Accurate prediction of dynamic protein–ligand binding using P‐score ranking

• Published in: Journal of computational chemistry Vol. 45; no. 20; pp. 1762 - 1778
• Main Authors: Ibrahim, Peter E. G. F., Zuccotto, Fabio, Zachariae, Ulrich, Gilbert, Ian, Bodkin, Mike
• Format: Journal Article
• Language: English
• Published: Hoboken, USA John Wiley & Sons, Inc 22.04.2024; Wiley Subscription Services, Inc
• Subjects: binding pose prediction; Binding sites; dynamic average quantum mechanics fragment molecular orbital; Ligands; Molecular dynamics; Molecular orbitals; Proteins; P‐score; Quantum mechanics; supervised molecular dynamics; Workflow; supervised molecular dynamics; dynamic average quantum mechanics fragment molecular orbital; P‐score; binding pose prediction
• ISSN: 0192-8651; 1096-987X
• DOI: 10.1002/jcc.27370

Protein–ligand binding prediction typically relies on docking methodologies and associated scoring functions to propose the binding mode of a ligand in a biological target.

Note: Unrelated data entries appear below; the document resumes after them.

#[cfg(test)]
#[allow(clippy::unwrap_used)]
mod tests {
    use super::*;
    use crate::collation::{Collation, CollationFlags};
    use crate::error::DecodeError;
    use crate::metadata::MAX_LENGTH_MARKER;
    use chrono::NaiveDate;

    fn roundtrip(ti: &TypeInfo, value: &SqlValue) -> SqlValue {
        let mut buf = BytesMut::new();
        encode_value(&mut buf, ti, value).unwrap();
        let mut cur = Cursor::new(&buf);
        let decoded = decode_value(&mut cur, ti).unwrap();
        assert!(cur.is_empty(), "trailing bytes for {ti:?}");
        decoded
    }

    #[test]
    fn test_intn_widths() {
        for (len, v) in [
            (1, SqlValue::TinyInt(255)),
            (2, SqlValue::SmallInt(i16::MIN)),
            (4, SqlValue::Int(i32::MAX)),
            (8, SqlValue::BigInt(i64::MIN)),
        ] {
            let ti = TypeInfo::new(TypeId::IntN, len);
            assert_eq!(roundtrip(&ti, &v), v);
        }
    }

    #[test]
    fn test_intn_null_and_bad_length() {
        let ti = TypeInfo::new(TypeId::IntN, 4);
        assert_eq!(decode_value(&mut Cursor::new(&[0]), &ti).unwrap(), SqlValue::Null);
        let err = decode_value(&mut Cursor::new(&[3, 1, 2, 3]), &ti).unwrap_err();
        assert!(matches!(
            err,
            DecodeError::Protocol(ProtocolError::InvalidValueLength { length: 3, .. })
        ));
    }

    #[test]
    fn test_bigint_keeps_all_bits() {
        let ti = TypeInfo::new(TypeId::Int8, 8);
        let v = SqlValue::BigInt(9_007_199_254_740_993);
        assert_eq!(roundtrip(&ti, &v), v);
    }

    #[test]
    fn test_fixed_type_rejects_null() {
        let ti = TypeInfo::new(TypeId::Int4, 4);
        let mut buf = BytesMut::new();
        assert!(encode_value(&mut buf, &ti, &SqlValue::Null).is_err());
    }

    #[test]
    fn test_money_scale() {
        let ti = TypeInfo::new(TypeId::MoneyN, 8);
        let v = SqlValue::Numeric(Numeric::new(-12_345_678, 4).unwrap());
        assert_eq!(roundtrip(&ti, &v), v);

        let small = TypeInfo::new(TypeId::MoneyN, 4);
        let rounded = roundtrip(&small, &SqlValue::Numeric(Numeric::new(123_456, 5).unwrap()));
        assert_eq!(rounded, SqlValue::Numeric(Numeric::new(12_346, 4).unwrap()));
    }

    #[test]
    fn test_guid_mixed_endian() {
        let u = Uuid::parse_str("01020304-0506-0708-090a-0b0c0d0e0f10").unwrap();
        let ti = TypeInfo::new(TypeId::Guid, 16);
        let mut buf = BytesMut::new();
        encode_value(&mut buf, &ti, &SqlValue::Uuid(u)).unwrap();
        assert_eq!(&buf[1..9], &[4, 3, 2, 1, 6, 5, 8, 7]);
        assert_eq!(roundtrip(&ti, &SqlValue::Uuid(u)), SqlValue::Uuid(u));
    }

    #[test]
    fn test_nvarchar_null_marker() {
        let ti = TypeInfo::character(TypeId::NVarChar, 100, Collation::default());
        let mut buf = BytesMut::new();
        encode_value(&mut buf, &ti, &SqlValue::Null).unwrap();
        assert_eq!(&buf[..], &[0xFF, 0xFF]);
        assert_eq!(decode_value(&mut Cursor::new(&buf), &ti).unwrap(), SqlValue::Null);
    }

    #[test]
    fn test_nvarchar_max_uses_plp() {
        let ti = TypeInfo::character(TypeId::NVarChar, MAX_LENGTH_MARKER, Collation::default());
        let text: String = "ab".repeat(6000);
        let v = SqlValue::String(text);
        let mut buf = BytesMut::new();
        encode_value(&mut buf, &ti, &v).unwrap();
        assert_eq!(u64::from_le_bytes(buf[..8].try_into().unwrap()), 24_000);
        assert_eq!(roundtrip(&ti, &v), v);
    }

    #[test]
    fn test_varchar_uses_collation_code_page() {
        let cyrillic = Collation::new(0x0419, CollationFlags::IGNORE_CASE, 0, 0);
        let ti = TypeInfo::character(TypeId::BigVarChar, 50, cyrillic);
        let decoded = decode_value(&mut Cursor::new(&[2, 0, 0xCF, 0xF0]), &ti).unwrap();
        assert_eq!(decoded, SqlValue::String("Пр".into()));
        assert_eq!(roundtrip(&ti, &decoded), decoded);
    }

    #[test]
    fn test_varchar_unrepresentable() {
        let ti = TypeInfo::character(TypeId::BigVarChar, 50, Collation::default());
        let mut buf = BytesMut::new();
        assert!(encode_value(&mut buf, &ti, &SqlValue::String("漢字".into())).is_err());
    }

    #[test]
    fn test_text_pointer_layout() {
        let ti = TypeInfo::character(TypeId::Text, 0x7FFF_FFFF, Collation::default());
        let mut buf = BytesMut::new();
        buf.put_u8(16);
        buf.put_slice(&[0xAA; 16]);
        buf.put_slice(&[0xBB; 8]);
        buf.put_u32_le(3);
        buf.put_slice(b"abc");
        let mut cur = Cursor::new(&buf);
        assert_eq!(decode_value(&mut cur, &ti).unwrap(), SqlValue::String("abc".into()));
        assert!(cur.is_empty());
        assert_eq!(decode_value(&mut Cursor::new(&[0]), &ti).unwrap(), SqlValue::Null);
    }

    #[test]
    fn test_xml_strips_bom() {
        let ti = TypeInfo::new(TypeId::Xml, MAX_LENGTH_MARKER);
        let mut buf = BytesMut::new();
        let mut body = vec![0xFF, 0xFE];
        body.extend_from_slice(&[b'<', 0, b'a', 0, b'/', 0, b'>', 0]);
        plp::write_plp(&mut buf, &body, 8000);
        assert_eq!(
            decode_value(&mut Cursor::new(&buf), &ti).unwrap(),
            SqlValue::Xml("<a/>".into())
        );
    }

    #[test]
    fn test_datetime2_and_date() {
        let dt = NaiveDate::from_ymd_opt(2024, 2, 29)
            .unwrap()
            .and_hms_micro_opt(13, 14, 15, 123_456)
            .unwrap();
        let ti = TypeInfo::scaled(TypeId::DateTime2, 6);
        assert_eq!(roundtrip(&ti, &SqlValue::DateTime(dt)), SqlValue::DateTime(dt));
        let ti = TypeInfo::new(TypeId::Date, 3);
        let v = SqlValue::Date(dt.date());
        assert_eq!(roundtrip(&ti, &v), v);
    }

    #[test]
    fn test_partial_value_needs_more() {
        let ti = TypeInfo::character(TypeId::NVarChar, 100, Collation::default());
        let err = decode_value(&mut Cursor::new(&[6, 0, b'a', 0]), &ti).unwrap_err();
        assert_eq!(err, DecodeError::NeedMoreData { required: 8 });
    }
}
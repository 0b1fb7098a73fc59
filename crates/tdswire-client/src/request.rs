//! Client requests.
//!
//! A [`Request`] is a SQL batch or an RPC call. RPC parameters may be
//! streamed: the parameter is declared with [`RpcParam::streamed`] and its
//! bytes are supplied with [`Request::with_stream`]. Streamed values go out
//! as unknown-length PLP bodies while the rest of the request is already on
//! the wire.

use std::pin::Pin;
use std::time::Duration;

use bytes::{Bytes, BytesMut};
use futures_core::Stream;
use futures_util::stream::{self, StreamExt, TryStreamExt};
use tdswire_codec::SourceError;
use tdswire_protocol::value::plp::{write_plp_chunk, write_plp_terminator, write_plp_unknown_header};
use tdswire_protocol::{
    Collation, PacketType, ParamData, RpcParam, RpcPart, RpcRequest, encode_sql_batch,
};

use crate::error::{RequestError, RequestErrorCode};

/// Byte source for a streamed parameter.
pub type ParamStream = Pin<Box<dyn Stream<Item = Result<Bytes, SourceError>> + Send>>;

/// Payload source for the streaming send path.
pub(crate) type PayloadStream = Pin<Box<dyn Stream<Item = Result<Bytes, SourceError>> + Send>>;

#[derive(Debug)]
enum RequestKind {
    Batch(String),
    Rpc(RpcRequest),
}

/// A request to run on a logged-in connection.
pub struct Request {
    kind: RequestKind,
    streams: Vec<(String, ParamStream)>,
    timeout: Option<Duration>,
    reset_connection: bool,
}

/// Encoded request, ready for the transport.
pub(crate) enum Payload {
    /// Whole message in one buffer.
    Buffered(PacketType, Bytes),
    /// Message produced while sending.
    Streamed(PacketType, PayloadStream),
}

impl Request {
    fn new(kind: RequestKind) -> Self {
        Self {
            kind,
            streams: Vec::new(),
            timeout: None,
            reset_connection: false,
        }
    }

    /// SQL batch.
    #[must_use]
    pub fn batch(sql: impl Into<String>) -> Self {
        Self::new(RequestKind::Batch(sql.into()))
    }

    /// Parameterized SQL run through `sp_executesql`.
    #[must_use]
    pub fn execute_sql(sql: &str, params: Vec<RpcParam>) -> Self {
        Self::new(RequestKind::Rpc(RpcRequest::execute_sql(sql, params)))
    }

    /// Stored procedure call.
    #[must_use]
    pub fn procedure(name: impl Into<String>, params: Vec<RpcParam>) -> Self {
        Self::new(RequestKind::Rpc(RpcRequest::procedure(name, params)))
    }

    /// Override the connection's request timeout. Zero disables it.
    #[must_use]
    pub fn with_timeout(mut self, timeout: Duration) -> Self {
        self.timeout = Some(timeout);
        self
    }

    /// Supply the bytes of a streamed parameter.
    #[must_use]
    pub fn with_stream<St>(mut self, param: impl Into<String>, source: St) -> Self
    where
        St: Stream<Item = Result<Bytes, SourceError>> + Send + 'static,
    {
        self.streams.push((param.into(), Box::pin(source)));
        self
    }

    /// Set the reset-connection bit on the first packet.
    #[must_use]
    pub fn reset_connection(mut self, reset: bool) -> Self {
        self.reset_connection = reset;
        self
    }

    pub(crate) fn timeout(&self) -> Option<Duration> {
        self.timeout
    }

    pub(crate) fn resets_connection(&self) -> bool {
        self.reset_connection
    }

    /// Validate parameters and match streams to streamed parameters.
    ///
    /// Runs before any byte is written, so a failure leaves the connection
    /// idle.
    pub(crate) fn prepare(&mut self, collation: Collation) -> Result<(), RequestError> {
        let rpc = match &mut self.kind {
            RequestKind::Batch(_) => {
                if let Some((name, _)) = self.streams.first() {
                    return Err(param_error(format!(
                        "stream supplied for {name} but a SQL batch has no parameters"
                    )));
                }
                return Ok(());
            }
            RequestKind::Rpc(rpc) => rpc,
        };

        for param in rpc.params_mut() {
            param
                .coerce(collation)
                .map_err(|e| param_error(format!("parameter {}: {e}", display_name(&param.name))).with_source(e))?;
        }

        for param in rpc.params().iter().filter(|p| p.data == ParamData::Stream) {
            if !self.streams.iter().any(|(name, _)| same_param(name, &param.name)) {
                return Err(param_error(format!(
                    "no stream supplied for parameter {}",
                    display_name(&param.name)
                )));
            }
        }
        for (name, _) in &self.streams {
            let declared = rpc
                .params()
                .iter()
                .any(|p| p.data == ParamData::Stream && same_param(name, &p.name));
            if !declared {
                return Err(param_error(format!(
                    "stream supplied for {name}, which is not a streamed parameter"
                )));
            }
        }
        Ok(())
    }

    /// Encode for the wire.
    pub(crate) fn into_payload(
        self,
        transaction_descriptor: u64,
        collation: Collation,
    ) -> Result<Payload, RequestError> {
        let rpc = match self.kind {
            RequestKind::Batch(sql) => {
                return Ok(Payload::Buffered(
                    PacketType::SqlBatch,
                    encode_sql_batch(&sql, transaction_descriptor),
                ));
            }
            RequestKind::Rpc(rpc) => rpc,
        };

        let parts = rpc
            .encode_parts(transaction_descriptor, collation)
            .map_err(|e| param_error(e.to_string()).with_source(e))?;

        if !rpc.has_streams() {
            let mut out = BytesMut::new();
            for part in parts {
                if let RpcPart::Bytes(b) = part {
                    out.extend_from_slice(&b);
                }
            }
            return Ok(Payload::Buffered(PacketType::Rpc, out.freeze()));
        }

        let mut streams = self.streams;
        let mut pieces: Vec<PayloadStream> = Vec::with_capacity(parts.len());
        for part in parts {
            match part {
                RpcPart::Bytes(b) => pieces.push(Box::pin(stream::once(async move { Ok(b) }))),
                RpcPart::Stream(index) => {
                    let name = &rpc.params()[index].name;
                    let at = streams
                        .iter()
                        .position(|(n, _)| same_param(n, name))
                        .ok_or_else(|| param_error(format!("no stream supplied for parameter {name}")))?;
                    let (_, source) = streams.swap_remove(at);
                    pieces.push(plp_body(source));
                }
            }
        }
        Ok(Payload::Streamed(PacketType::Rpc, Box::pin(stream::iter(pieces).flatten())))
    }
}

impl std::fmt::Debug for Request {
    fn fmt(&self, f: &mut std::fmt::Formatter<'_>) -> std::fmt::Result {
        f.debug_struct("Request")
            .field("kind", &self.kind)
            .field("streams", &self.streams.len())
            .field("timeout", &self.timeout)
            .field("reset_connection", &self.reset_connection)
            .finish()
    }
}

/// Frame a caller stream as an unknown-length PLP body.
fn plp_body(source: ParamStream) -> PayloadStream {
    let mut header = BytesMut::with_capacity(8);
    write_plp_unknown_header(&mut header);
    let mut terminator = BytesMut::with_capacity(4);
    write_plp_terminator(&mut terminator);

    let chunks = source
        .try_filter(|chunk| std::future::ready(!chunk.is_empty()))
        .map_ok(|chunk| {
            let mut framed = BytesMut::with_capacity(chunk.len() + 4);
            write_plp_chunk(&mut framed, &chunk);
            framed.freeze()
        });

    let header = header.freeze();
    let terminator = terminator.freeze();
    Box::pin(
        stream::once(async move { Ok(header) })
            .chain(chunks)
            .chain(stream::once(async move { Ok(terminator) })),
    )
}

fn same_param(a: &str, b: &str) -> bool {
    a.trim_start_matches('@')
        .eq_ignore_ascii_case(b.trim_start_matches('@'))
}

fn display_name(name: &str) -> &str {
    if name.is_empty() { "(positional)" } else { name }
}

fn param_error(message: String) -> RequestError {
    RequestError::new(RequestErrorCode::Param, message)
}
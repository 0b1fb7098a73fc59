//! TLS connector for the in-protocol handshake.

use std::sync::Arc;

use rustls::client::danger::{HandshakeSignatureValid, ServerCertVerified, ServerCertVerifier};
use rustls::crypto::CryptoProvider;
use rustls::pki_types::{CertificateDer, ServerName, UnixTime};
use rustls::{ClientConfig, DigitallySignedStruct, RootCertStore, SignatureScheme};
use tokio::io::{AsyncRead, AsyncWrite};
use tokio_rustls::TlsConnector as TokioTlsConnector;
use tokio_rustls::client::TlsStream;

use crate::config::{TlsConfig, TlsVersion};
use crate::error::TlsError;
use crate::fragment::{FragmentLimit, FragmentLimited, fragment_size_for};
use crate::prelogin::PreloginStream;

/// Encrypted stream produced by [`TlsConnector::handshake`].
pub type EncryptedStream<S> = FragmentLimited<TlsStream<PreloginStream<S>>>;

// =============================================================================
// Certificate verifier for TrustServerCertificate=true
// =============================================================================

/// Accepts any server certificate.
///
/// Handshake signatures are still checked so the peer must hold the key
/// for the certificate it presents.
#[derive(Debug)]
struct AcceptAnyServerCert {
    provider: Arc<CryptoProvider>,
}

impl ServerCertVerifier for AcceptAnyServerCert {
    fn verify_server_cert(
        &self,
        _end_entity: &CertificateDer<'_>,
        _intermediates: &[CertificateDer<'_>],
        _server_name: &ServerName<'_>,
        _ocsp_response: &[u8],
        _now: UnixTime,
    ) -> Result<ServerCertVerified, rustls::Error> {
        Ok(ServerCertVerified::assertion())
    }

    fn verify_tls12_signature(
        &self,
        message: &[u8],
        cert: &CertificateDer<'_>,
        dss: &DigitallySignedStruct,
    ) -> Result<HandshakeSignatureValid, rustls::Error> {
        rustls::crypto::verify_tls12_signature(
            message,
            cert,
            dss,
            &self.provider.signature_verification_algorithms,
        )
    }

    fn verify_tls13_signature(
        &self,
        message: &[u8],
        cert: &CertificateDer<'_>,
        dss: &DigitallySignedStruct,
    ) -> Result<HandshakeSignatureValid, rustls::Error> {
        rustls::crypto::verify_tls13_signature(
            message,
            cert,
            dss,
            &self.provider.signature_verification_algorithms,
        )
    }

    fn supported_verify_schemes(&self) -> Vec<SignatureScheme> {
        self.provider
            .signature_verification_algorithms
            .supported_schemes()
    }
}

// =============================================================================
// TLS Connector
// =============================================================================

/// Runs the TLS handshake inside PRELOGIN messages.
pub struct TlsConnector {
    config: TlsConfig,
    inner: TokioTlsConnector,
    packet_size: usize,
}

impl TlsConnector {
    /// Create a connector whose records fit in `packet_size`.
    pub fn new(config: TlsConfig, packet_size: usize) -> Result<Self, TlsError> {
        let client_config = Self::build_client_config(&config, packet_size)?;
        Ok(Self {
            config,
            inner: TokioTlsConnector::from(Arc::new(client_config)),
            packet_size,
        })
    }

    fn build_client_config(config: &TlsConfig, packet_size: usize) -> Result<ClientConfig, TlsError> {
        let provider = Arc::new(rustls::crypto::ring::default_provider());
        let versions = Self::select_versions(config)?;
        let builder = ClientConfig::builder_with_provider(Arc::clone(&provider))
            .with_protocol_versions(&versions)
            .map_err(|e| TlsError::Configuration(e.to_string()))?;

        let mut client_config = if config.trust_server_certificate {
            tracing::warn!(
                "TrustServerCertificate is enabled: server certificate validation is disabled \
                 and the connection is open to man-in-the-middle attacks"
            );
            builder
                .dangerous()
                .with_custom_certificate_verifier(Arc::new(AcceptAnyServerCert { provider }))
                .with_no_client_auth()
        } else {
            builder
                .with_root_certificates(Self::build_root_store(config)?)
                .with_no_client_auth()
        };

        client_config.max_fragment_size = Some(fragment_size_for(packet_size));
        Ok(client_config)
    }

    fn build_root_store(config: &TlsConfig) -> Result<RootCertStore, TlsError> {
        let mut root_store = RootCertStore::empty();
        if config.root_certificates.is_empty() {
            root_store.extend(webpki_roots::TLS_SERVER_ROOTS.iter().cloned());
        } else {
            for cert in &config.root_certificates {
                root_store
                    .add(cert.clone())
                    .map_err(|e| TlsError::InvalidCertificate(e.to_string()))?;
            }
        }
        Ok(root_store)
    }

    fn select_versions(
        config: &TlsConfig,
    ) -> Result<Vec<&'static rustls::SupportedProtocolVersion>, TlsError> {
        let versions: Vec<_> = [TlsVersion::Tls12, TlsVersion::Tls13]
            .into_iter()
            .filter(|v| (config.min_protocol_version..=config.max_protocol_version).contains(v))
            .map(TlsVersion::to_rustls)
            .collect();
        if versions.is_empty() {
            return Err(TlsError::Configuration(format!(
                "no TLS version between {:?} and {:?}",
                config.min_protocol_version, config.max_protocol_version
            )));
        }
        Ok(versions)
    }

    /// Run the handshake over `stream`, framing it as PRELOGIN messages.
    ///
    /// The returned stream is the splice point: every later byte goes
    /// through TLS unframed. The [`FragmentLimit`] handle follows packet
    /// size changes.
    pub async fn handshake<S>(
        &self,
        stream: S,
        server_name: &str,
    ) -> Result<(EncryptedStream<S>, FragmentLimit), TlsError>
    where
        S: AsyncRead + AsyncWrite + Unpin,
    {
        let server_name = self.config.server_name.as_deref().unwrap_or(server_name);
        let dns_name = ServerName::try_from(server_name.to_string())
            .map_err(|_| TlsError::InvalidServerName(server_name.to_string()))?;

        tracing::debug!(server_name = %server_name, "performing TLS handshake");
        let framed = PreloginStream::new(stream, self.packet_size);
        let mut tls = self
            .inner
            .connect(dns_name, framed)
            .await
            .map_err(TlsError::HandshakeFailed)?;
        tls.get_mut().0.handshake_complete();
        tracing::debug!("TLS handshake completed");

        let limit = FragmentLimit::new(self.packet_size);
        Ok((FragmentLimited::new(tls, limit.clone()), limit))
    }

    /// Get the underlying configuration.
    #[must_use]
    pub fn config(&self) -> &TlsConfig {
        &self.config
    }
}

impl std::fmt::Debug for TlsConnector {
    fn fmt(&self, f: &mut std::fmt::Formatter<'_>) -> std::fmt::Result {
        f.debug_struct("TlsConnector")
            .field("config", &self.config)
            .field("packet_size", &self.packet_size)
            .finish_non_exhaustive()
    }
}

Significant challenges are associated with this approach, including the flexibility of the protein–ligand system, solvent‐mediated interactions, and associated entropy changes. In addition, scoring functions are only weakly accurate due to the short time required for calculating enthalpic and entropic binding interactions. The workflow described here attempts to address these limitations by combining supervised molecular dynamics with dynamical averaging quantum mechanics fragment molecular orbital. This combination significantly increased the ability to predict the experimental binding structure of protein–ligand complexes independent from the starting position of the ligands or the binding site conformation. We found that the predictive power could be enhanced by combining the residence time and interaction energies as descriptors in a novel scoring function named the P‐score. This is illustrated using six different protein–ligand targets as case studies. The P‐score defines a protein–ligand bound pose is a result of dynamic induced‐fit binding event. Therefore, by combing a ligand protein residence time calculated from molecular dynamics with an interaction energy derived from quantum mechanics a novel scoring function, termed the P‐score, can accurately predict ligand binding for protein–ligand complexes.